ネムミン、そっと登場。今日も一緒に考えていこう。

😴 布団に入ってもなかなか寝つけない夜、ありませんか

「疲れているはずなのに、目が冴えて眠れない」。そんな経験がある人は少なくないと思います。
寝つきの悪さは、実は寝る直前だけの問題ではなく、その前の90分にどう過ごしていたかが関係していると言われています🌙。

体温・光・情報という3つの刺激が、脳を「まだ活動する時間だ」と勘違いさせてしまうことがあるようです。
逆に言えば、この3つを整えるだけで、寝つきやすさが変わってくる可能性があります。

NEVORAポイント

「寝る前に何をやめるか」より「寝る前90分をどう組み立てるか」で考えると、無理なく続けやすくなります。

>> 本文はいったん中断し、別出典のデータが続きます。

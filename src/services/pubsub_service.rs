use std::sync::Arc;

use tokio::sync::mpsc::error::TrySendError;
use tracing::debug;

use crate::events::Event;
use crate::state::subscribers::SubscriberRegistry;

/// Outcome of one publish.
#[derive(Debug, Clone, Copy, Default, PartialEq, Eq)]
pub struct Delivery {
    pub delivered: usize,
    pub dropped: usize,
}

/// Offers events to every registered subscriber.
///
/// Delivery is best effort, at most once per subscriber per event: a full or
/// closing channel loses that event and nothing else.
#[derive(Clone)]
pub struct Broadcaster {
    registry: Arc<SubscriberRegistry>,
}

impl Broadcaster {
    pub fn new(registry: Arc<SubscriberRegistry>) -> Self {
        Self { registry }
    }

    pub fn registry(&self) -> &Arc<SubscriberRegistry> {
        &self.registry
    }

    /// Never blocks and never fails as a whole.
    pub fn publish(&self, event: Event) -> Delivery {
        // Take a snapshot so we don't hold the registry lock while sending.
        let subscribers = self.registry.snapshot();

        let mut delivery = Delivery::default();
        if subscribers.is_empty() {
            return delivery;
        }

        for (id, tx) in subscribers {
            match tx.try_send(event.clone()) {
                Ok(()) => delivery.delivered += 1,
                Err(TrySendError::Full(_)) => {
                    debug!(subscriber = id, event = event.name(), "Subscriber lagging, event dropped");
                    delivery.dropped += 1;
                }
                Err(TrySendError::Closed(_)) => delivery.dropped += 1,
            }
        }

        debug!(
            event = event.name(),
            delivered = delivery.delivered,
            dropped = delivery.dropped,
            "Event published"
        );
        delivery
    }
}
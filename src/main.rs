/*****************************************************************************************
 *
 *  live-guestbook – visit counter + guestbook with live updates
 *  ------------------------------------------------------------
 *
 *  VERSION: counter + single-slot message, SSE fan-out, append-only record file
 *
 *****************************************************************************************/

use std::error::Error;
use std::path::PathBuf;
use std::sync::Arc;

use axum::serve;
use tokio::net::TcpListener;
use tokio_util::sync::CancellationToken;

use tracing::level_filters::LevelFilter;
use tracing_subscriber::FmtSubscriber;

use live_guestbook::config::AppConfig;
use live_guestbook::persistence::{FileStore, MemoryStore, Store};
use live_guestbook::{build_app, AppState};

/// Env var pointing at an explicit config file.
const CONFIG_ENV: &str = "GUESTBOOK_CONFIG";

#[tokio::main]
async fn main() -> Result<(), Box<dyn Error>> {
    //
    // ────────────────────────────────────────────────────────
    //  Locate and load configuration
    // ────────────────────────────────────────────────────────
    //
    let config_path = locate_config();
    let cfg = match &config_path {
        Some(path) => AppConfig::load_from_file(&path.to_string_lossy())?,
        None => AppConfig::default(),
    };

    //
    // ────────────────────────────────────────────────────────
    //  Configure logging
    // ────────────────────────────────────────────────────────
    //
    let level = match cfg.log_level.to_lowercase().as_str() {
        "trace" => LevelFilter::TRACE,
        "debug" => LevelFilter::DEBUG,
        "info"  => LevelFilter::INFO,
        "warn"  => LevelFilter::WARN,
        "error" => LevelFilter::ERROR,
        _ => LevelFilter::INFO,
    };

    let subscriber = FmtSubscriber::builder()
        .with_max_level(level)
        .finish();

    tracing::subscriber::set_global_default(subscriber)?;

    match &config_path {
        Some(path) => tracing::info!("Loaded config from {}", path.display()),
        None => tracing::info!("No config.json found, using defaults"),
    }
    tracing::info!("Starting live-guestbook…");
    tracing::info!("Loaded configuration: {:?}", cfg);

    //
    // ────────────────────────────────────────────────────────
    //  Open the store and seed shared state
    // ────────────────────────────────────────────────────────
    //
    let store: Arc<dyn Store> = match &cfg.data_path {
        Some(path) => Arc::new(FileStore::open(path)?),
        None => {
            tracing::warn!("No data_path configured; counter and message are kept in memory only");
            Arc::new(MemoryStore::new())
        }
    };

    let state = AppState::new(&cfg, store)?;
    let shutdown_token = state.shutdown.clone();

    //
    // ────────────────────────────────────────────────────────
    //  Build Axum app
    // ────────────────────────────────────────────────────────
    //
    let app = build_app(state, &cfg.static_dir);

    //
    // ────────────────────────────────────────────────────────
    //  Bind server and start listening
    // ────────────────────────────────────────────────────────
    //
    let addr = std::net::SocketAddr::from(([0, 0, 0, 0], cfg.port));
    let listener = TcpListener::bind(addr).await?;

    tracing::info!("Listening on http://{}", addr);

    serve(listener, app)
        .with_graceful_shutdown(shutdown(shutdown_token))
        .await?;

    tracing::info!("Server stopped. Goodbye.");
    Ok(())
}

/// `$GUESTBOOK_CONFIG`, then `config.json` beside the executable, one level
/// up, and finally in the working directory.
fn locate_config() -> Option<PathBuf> {
    if let Ok(path) = std::env::var(CONFIG_ENV) {
        return Some(PathBuf::from(path));
    }

    let mut candidates = Vec::new();
    if let Some(exe_dir) = std::env::current_exe()
        .ok()
        .and_then(|p| p.parent().map(|d| d.to_path_buf()))
    {
        candidates.push(exe_dir.join("config.json"));
        candidates.push(exe_dir.join("..").join("config.json"));
    }
    candidates.push(PathBuf::from("config.json"));

    candidates.into_iter().find(|p| p.exists())
}

//
// ─────────────────────────────────────────────────────────────
//  Graceful shutdown handler
// ─────────────────────────────────────────────────────────────
//
async fn shutdown(token: CancellationToken) {
    if let Err(e) = tokio::signal::ctrl_c().await {
        tracing::error!("Failed to listen for shutdown signal: {e}");
        std::future::pending::<()>().await;
    }

    tracing::warn!("CTRL+C received — closing event streams…");
    // open SSE bodies never finish on their own
    token.cancel();
}
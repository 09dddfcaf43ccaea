use axum::{
    extract::State,
    routing::get,
    Form, Router,
};
use serde::Deserialize;

use crate::errors::SiteError;
use crate::services::site_service;
use crate::state::AppState;

/// Build the counter and guestbook routes.
pub fn routes(state: AppState) -> Router {
    Router::new()
        .route("/count", get(get_count).post(post_count))
        .route("/message", get(get_message).post(post_message))
        .with_state(state)
}

#[derive(Debug, Deserialize)]
pub struct MessageForm {
    #[serde(default)]
    pub message: String,
}

//
// ─────────────────────────────────────────────────────────────
// GET /count
// Current visit count
// ─────────────────────────────────────────────────────────────
//
async fn get_count(State(state): State<AppState>) -> String {
    site_service::read_count(&state).to_string()
}

//
// ─────────────────────────────────────────────────────────────
// POST /count
// Increment, persist and broadcast
// ─────────────────────────────────────────────────────────────
//
async fn post_count(State(state): State<AppState>) -> Result<String, SiteError> {
    let count = site_service::increment_count(&state)?;
    Ok(format!("Count is now: {count}"))
}

//
// ─────────────────────────────────────────────────────────────
// GET /message
// Rendered last message, empty if none
// ─────────────────────────────────────────────────────────────
//
async fn get_message(State(state): State<AppState>) -> String {
    site_service::read_last_message(&state)
}

//
// ─────────────────────────────────────────────────────────────
// POST /message
// Replace the guestbook message; a missing field posts ""
// ─────────────────────────────────────────────────────────────
//
async fn post_message(
    State(state): State<AppState>,
    form: Option<Form<MessageForm>>,
) -> Result<String, SiteError> {
    let text = form.map(|Form(f)| f.message).unwrap_or_default();
    let stored = site_service::post_message(&state, text)?;
    Ok(format!("Message received: {}", stored.text))
}
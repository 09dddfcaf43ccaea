use axum::{http::StatusCode, Router};
use tower_http::services::ServeDir;
use tower_http::trace::{DefaultMakeSpan, DefaultOnResponse, TraceLayer};
use tracing::Level;

use crate::routes::{event_routes, site_routes, system_routes};
use crate::state::AppState;

/// Build the complete Axum application:
/// - /count, /message  (counter and guestbook)
/// - /events           (live updates over SSE)
/// - /static           (files from `static_dir`)
/// - /system           (alive, version, subscriber count)
///
/// Anything else answers 404.
pub fn build_app(state: AppState, static_dir: &str) -> Router {
    Router::new()
        .merge(site_routes::routes(state.clone()))
        .merge(event_routes::routes(state.clone()))
        .nest("/system", system_routes::routes(state))
        .nest_service("/static", ServeDir::new(static_dir))
        .fallback(not_found)

        // Logging middleware
        .layer(
            TraceLayer::new_for_http()
                .make_span_with(DefaultMakeSpan::new().level(Level::INFO))
                .on_response(DefaultOnResponse::new().level(Level::INFO)),
        )
}

async fn not_found() -> (StatusCode, &'static str) {
    (StatusCode::NOT_FOUND, "404 - Page Not Found")
}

🕐 就寝前90分からのナイトルーティン タイムライン

就寝前90分のナイトルーティン
4ステップ: 1. 就寝90〜120分前:入浴を済ませる(深部体温がいったん上がり、そのあと下がるタイミングで眠気が来やすいと言われています)、2. 就寝60分前:照明を暖色系・薄暗めに切り替え(明るい白色系の光は脳を覚醒させやすいとされています)、3. 就寝30分前:スマホ・PCを手放す(ブルーライトや刺激的な情報が入眠を妨げやすいと言われています)、4. 就寝直前:部屋を暗くしてベッドへ(光の刺激を減らし、リラックスした状態で横になる) 1 就寝90〜120分前:入浴を済ませる 深部体温がいったん上がり、そのあと下がるタイミングで眠気が来やすいと言われています 2 就寝60分前:照明を暖色系・薄暗めに切り替え 明るい白色系の光は脳を覚醒させやすいとされています 3 就寝30分前:スマホ・PCを手放す ブルーライトや刺激的な情報が入眠を妨げやすいと言われています 4 就寝直前:部屋を暗くしてベッドへ 光の刺激を減らし、リラックスした状態で横になる

まずは全体の流れを時間軸でざっくり把握しておきましょう。細かい理由はこのあとの見出しで解説します。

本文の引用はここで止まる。